Commerce Minister Makboul bin Ali bin Sultan said in October that Oman had considered measures including unshackling its rial currency from the U.S. dollar and price caps to contain inflation but had decided against such moves.
Central Bank Executive President Hamood Sangour al-Zadjali said last month the country planned to keep its currency pegged to the dollar.
Dollar pegs force central banks in the world's biggest oil-exporting region to track U.S. monetary policy.
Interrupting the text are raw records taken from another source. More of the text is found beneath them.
/*
 * Copyright © 2025, United States Government, as represented by the Administrator of
 * the National Aeronautics and Space Administration. All rights reserved.
 *
 * The “ODIN” software is licensed under the Apache License, Version 2.0 (the "License");
 * you may not use this file except in compliance with the License. You may obtain a copy
 * of the License at http://www.apache.org/licenses/LICENSE-2.0.
 *
 * Unless required by applicable law or agreed to in writing, software distributed under
 * the License is distributed on an "AS IS" BASIS, WITHOUT WARRANTIES OR CONDITIONS OF ANY KIND,
 * either express or implied. See the License for the specific language governing permissions
 * and limitations under the License.
 */

/// common geodetic constants that should be consistent through OVM applications

/// the (rounded) equatorial radius in km used for viewport bounding boxes
pub const BBOX_EARTH_RADIUS_KM: f64 = 6378.0;

/// EPSG:3857 (web mercator) half circumference in meters
pub const WEB_MERCATOR_MAX: f64 = 20037508.34;
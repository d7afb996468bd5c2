/*
 * Copyright © 2025, United States Government, as represented by the Administrator of
 * the National Aeronautics and Space Administration. All rights reserved.
 *
 * The “ODIN” software is licensed under the Apache License, Version 2.0 (the "License");
 * you may not use this file except in compliance with the License. You may obtain a copy
 * of the License at http://www.apache.org/licenses/LICENSE-2.0.
 *
 * Unless required by applicable law or agreed to in writing, software distributed under
 * the License is distributed on an "AS IS" BASIS, WITHOUT WARRANTIES OR CONDITIONS OF ANY KIND,
 * either express or implied. See the License for the specific language governing permissions
 * and limitations under the License.
 */
#![allow(unused)]

use std::collections::HashSet;
use ovm_common::{geo::GeoPoint, strings::normalize_callsign};
use ovm_telemetry::AircraftState;

/// normalized callsigns that never count as disturbance
#[derive(Debug,Clone,Default)]
pub struct IgnoreList(HashSet<String>);

impl IgnoreList {
    pub fn new<I,S> (callsigns: I)->Self where I: IntoIterator<Item=S>, S: AsRef<str> {
        IgnoreList( callsigns.into_iter().map( |cs| normalize_callsign( cs.as_ref())).collect())
    }

    pub fn contains (&self, normalized: &str)->bool { self.0.contains( normalized) }
    pub fn len (&self)->usize { self.0.len() }
    pub fn is_empty (&self)->bool { self.0.is_empty() }

    /// the query independent checks for an aircraft record, done once per snapshot.
    /// Rejects records without altitude, ignored callsigns and records without usable position
    pub fn candidate<'a> (&self, ac: &'a AircraftState)->Option<Candidate<'a>> {
        let altitude = ac.altitude?;

        let callsign = ac.normalized_callsign();
        if callsign.is_empty() || self.contains( &callsign) {
            return None
        }

        if !ac.has_position() {
            return None
        }

        Some( Candidate { callsign, icao24: ac.icao24.as_deref(), position: ac.position(), altitude })
    }
}

/// an aircraft record that passed the cheap rejects and now has to be checked against each query
#[derive(Debug,Clone)]
pub struct Candidate<'a> {
    pub callsign: String,
    pub icao24: Option<&'a str>,
    pub position: GeoPoint,
    pub altitude: f64,
}
/*
 * Copyright © 2025, United States Government, as represented by the Administrator of
 * the National Aeronautics and Space Administration. All rights reserved.
 *
 * The “ODIN” software is licensed under the Apache License, Version 2.0 (the "License");
 * you may not use this file except in compliance with the License. You may obtain a copy
 * of the License at http://www.apache.org/licenses/LICENSE-2.0.
 *
 * Unless required by applicable law or agreed to in writing, software distributed under
 * the License is distributed on an "AS IS" BASIS, WITHOUT WARRANTIES OR CONDITIONS OF ANY KIND,
 * either express or implied. See the License for the specific language governing permissions
 * and limitations under the License.
 */
#![allow(unused)]

use std::{collections::BTreeMap, fs::File, io::{BufReader,BufWriter}, path::Path, sync::{Arc,RwLock,RwLockReadGuard,RwLockWriteGuard}};
use tracing::{debug,warn};
use ovm_common::datetime::TimeKey;

use crate::{AircraftState, SnapshotIter, TelemetrySnapshot, TelemetryStore};
use crate::errors::{OvmTelemetryError, Result, unavailable};

/// RwLock-synchronized in-memory snapshot store, ordered by timestamp.
/// Query results are detached from the lock (aircraft lists are shared `Arc`s)
pub struct MemoryStore {
    snapshots: RwLock<BTreeMap<TimeKey,Arc<Vec<AircraftState>>>>
}

impl MemoryStore {
    pub fn new ()->Self {
        MemoryStore { snapshots: RwLock::new( BTreeMap::new()) }
    }

    pub fn from_snapshots<I> (snapshots: I)->Self where I: IntoIterator<Item=TelemetrySnapshot> {
        let map: BTreeMap<TimeKey,Arc<Vec<AircraftState>>> = snapshots.into_iter().map( |s| (s.timestamp, s.aircraft)).collect();
        MemoryStore { snapshots: RwLock::new( map) }
    }

    /// load a JSON array of snapshots. Records that do not parse as snapshot are skipped
    pub fn from_json_file<P: AsRef<Path>> (path: P)->Result<Self> {
        let store = MemoryStore::new();
        store.extend_from_json_file( path)?;
        Ok(store)
    }

    /// add all snapshots from a JSON file, returning the number of snapshots added
    pub fn extend_from_json_file<P: AsRef<Path>> (&self, path: P)->Result<usize> {
        let path = path.as_ref();
        let reader = BufReader::new( File::open(path)?);
        let records: Vec<serde_json::Value> = serde_json::from_reader( reader)?;

        let mut map = self.write_lock()?;
        let mut n_added = 0;
        for (i,rec) in records.into_iter().enumerate() {
            match serde_json::from_value::<TelemetrySnapshot>( rec) {
                Ok(s) => {
                    map.insert( s.timestamp, s.aircraft);
                    n_added += 1;
                }
                Err(e) => warn!("skipping malformed snapshot {} in {:?}: {}", i, path, e)
            }
        }
        debug!("loaded {} snapshots from {:?}", n_added, path);
        Ok(n_added)
    }

    pub fn write_json_file<P: AsRef<Path>> (&self, path: P)->Result<()> {
        let snapshots: Vec<TelemetrySnapshot> = {
            let map = self.read_lock()?;
            map.iter().map( |(k,v)| TelemetrySnapshot { timestamp: *k, aircraft: v.clone() }).collect()
        };
        let writer = BufWriter::new( File::create( path)?);
        Ok( serde_json::to_writer( writer, &snapshots)? )
    }

    pub fn len (&self)->usize { self.snapshots.read().map( |m| m.len()).unwrap_or(0) }
    pub fn is_empty (&self)->bool { self.len() == 0 }

    pub fn get (&self, ts: TimeKey)->Result<Option<TelemetrySnapshot>> {
        let map = self.read_lock()?;
        Ok( map.get(&ts).map( |ac| TelemetrySnapshot { timestamp: ts, aircraft: ac.clone() }))
    }

    fn read_lock (&self)->Result<RwLockReadGuard<'_,BTreeMap<TimeKey,Arc<Vec<AircraftState>>>>> {
        self.snapshots.read().map_err( |_| unavailable!("snapshot store lock poisoned"))
    }

    fn write_lock (&self)->Result<RwLockWriteGuard<'_,BTreeMap<TimeKey,Arc<Vec<AircraftState>>>>> {
        self.snapshots.write().map_err( |_| unavailable!("snapshot store lock poisoned"))
    }
}

impl Default for MemoryStore {
    fn default ()->Self { MemoryStore::new() }
}

impl TelemetryStore for MemoryStore {
    fn ascending_from (&self, ts_gte: TimeKey)->Result<SnapshotIter<'_>> {
        let map = self.read_lock()?;
        let snapshots: Vec<TelemetrySnapshot> = map.range( ts_gte..)
            .map( |(k,v)| TelemetrySnapshot { timestamp: *k, aircraft: v.clone() })
            .collect();
        Ok( Box::new( snapshots.into_iter().map( Ok)))
    }

    fn descending_from (&self, ts_lte: TimeKey)->Result<SnapshotIter<'_>> {
        let map = self.read_lock()?;
        let snapshots: Vec<TelemetrySnapshot> = map.range( ..=ts_lte).rev()
            .map( |(k,v)| TelemetrySnapshot { timestamp: *k, aircraft: v.clone() })
            .collect();
        Ok( Box::new( snapshots.into_iter().map( Ok)))
    }

    fn upsert (&self, snapshot: TelemetrySnapshot)->Result<()> {
        let mut map = self.write_lock()?;
        map.insert( snapshot.timestamp, snapshot.aircraft);
        Ok(())
    }

    fn remove_before (&self, ts: TimeKey)->Result<usize> {
        let mut map = self.write_lock()?;
        let retained = map.split_off( &ts);
        let n_removed = map.len();
        *map = retained;
        Ok(n_removed)
    }

    fn latest_timestamp (&self)->Result<Option<TimeKey>> {
        let map = self.read_lock()?;
        Ok( map.keys().next_back().copied())
    }
}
The U.S. Federal Reserve has cut borrowing costs by 100 basis points since September 18, and most Gulf central banks have followed.
Domestic factors were also driving inflation, as rents - which account for 15 per cent of the index - climbed 8 per cent.
In September, Oman imposed a rent cap of 15 per cent for the next two years.
A Reuters poll last week forecast that the average rate of inflation in Oman would fall to 3.9 per cent in 2008 from 4.4 per cent this year. (Reuters)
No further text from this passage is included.